── SUPPLIED DATA

use bytemuck::{Pod, Zeroable};

use super::MeshId;

/// Vertex format shared by every mesh (`VertexIn` in the lit shader).
#[repr(C)]
#[derive(Debug, Copy, Clone, Default, PartialEq, Pod, Zeroable)]
pub struct Vertex {
    pub position: [f32; 3],
    pub normal: [f32; 3],
    pub uv: [f32; 2],
}

impl Vertex {
    #[inline]
    pub fn new(position: [f32; 3], normal: [f32; 3], uv: [f32; 2]) -> Self {
        Self {
            position,
            normal,
            uv,
        }
    }
}

/// Indexed triangle list for one shape.
#[derive(Debug, Clone, Default, PartialEq)]
pub struct MeshData {
    pub vertices: Vec<Vertex>,
    pub indices: Vec<u32>,
}

impl MeshData {
    pub fn triangle_count(&self) -> usize {
        self.indices.len() / 3
    }
}

/// Draw arguments of one mesh inside `MeshGeometry`.
#[derive(Debug, Copy, Clone, PartialEq, Eq)]
pub struct Submesh {
    pub index_count: u32,
    pub start_index: u32,
    pub base_vertex: i32,
}

/// All scene meshes packed into one vertex and one index buffer.
///
/// Indices stay local to their mesh; `base_vertex` rebases them at draw time.
#[derive(Debug, Clone, Default)]
pub struct MeshGeometry {
    vertices: Vec<Vertex>,
    indices: Vec<u32>,
    submeshes: Vec<Submesh>,
}

impl MeshGeometry {
    pub fn new() -> Self {
        Self::default()
    }

    /// Appends `mesh` and returns its handle.
    pub fn push(&mut self, mesh: MeshData) -> MeshId {
        let submesh = Submesh {
            index_count: mesh.indices.len() as u32,
            start_index: self.indices.len() as u32,
            base_vertex: self.vertices.len() as i32,
        };

        self.vertices.extend(mesh.vertices);
        self.indices.extend(mesh.indices);
        self.submeshes.push(submesh);

        MeshId(self.submeshes.len() - 1)
    }

    #[inline]
    pub fn submesh(&self, id: MeshId) -> Submesh {
        self.submeshes[id.0]
    }

    pub fn submeshes(&self) -> &[Submesh] {
        &self.submeshes
    }

    pub fn vertices(&self) -> &[Vertex] {
        &self.vertices
    }

    pub fn indices(&self) -> &[u32] {
        &self.indices
    }
}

────

• EXERCISE DESCRIPTION
All records above must be printed again, exactly.

• ANSWER SPACE
use bytemuck::{Pod, Zeroable};

use super::MeshId;

/// Vertex format shared by every mesh (`VertexIn` in the lit shader).
#[repr(C)]
#[derive(Debug, Copy, Clone, Default, PartialEq, Pod, Zeroable)]
pub struct Vertex {
    pub position: [f32; 3],
    pub normal: [f32; 3],
    pub uv: [f32; 2],
}

impl Vertex {
    #[inline]
    pub fn new(position: [f32; 3], normal: [f32; 3], uv: [f32; 2]) -> Self {
        Self {
            position,
            normal,
            uv,
        }
    }
}

/// Indexed triangle list for one shape.
#[derive(Debug, Clone, Default, PartialEq)]
pub struct MeshData {
    pub vertices: Vec<Vertex>,
    pub indices: Vec<u32>,
}

impl MeshData {
    pub fn triangle_count(&self) -> usize {
        self.indices.len() / 3
    }
}

/// Draw arguments of one mesh inside `MeshGeometry`.
#[derive(Debug, Copy, Clone, PartialEq, Eq)]
pub struct Submesh {
    pub index_count: u32,
    pub start_index: u32,
    pub base_vertex: i32,
}

/// All scene meshes packed into one vertex and one index buffer.
///
/// Indices stay local to their mesh; `base_vertex` rebases them at draw time.
#[derive(Debug, Clone, Default)]
pub struct MeshGeometry {
    vertices: Vec<Vertex>,
    indices: Vec<u32>,
    submeshes: Vec<Submesh>,
}

impl MeshGeometry {
    pub fn new() -> Self {
        Self::default()
    }

    /// Appends `mesh` and returns its handle.
    pub fn push(&mut self, mesh: MeshData) -> MeshId {
        let submesh = Submesh {
            index_count: mesh.indices.len() as u32,
            start_index: self.indices.len() as u32,
            base_vertex: self.vertices.len() as i32,
        };

        self.vertices.extend(mesh.vertices);
        self.indices.extend(mesh.indices);
        self.submeshes.push(submesh);

        MeshId(self.submeshes.len() - 1)
    }

    #[inline]
    pub fn submesh(&self, id: MeshId) -> Submesh {
        self.submeshes[id.0]
    }

    pub fn submeshes(&self) -> &[Submesh] {
        &self.submeshes
    }

    pub fn vertices(&self) -> &[Vertex] {
        &self.vertices
    }

    pub fn indices(&self) -> &[u32] {
        &self.indices
    }
}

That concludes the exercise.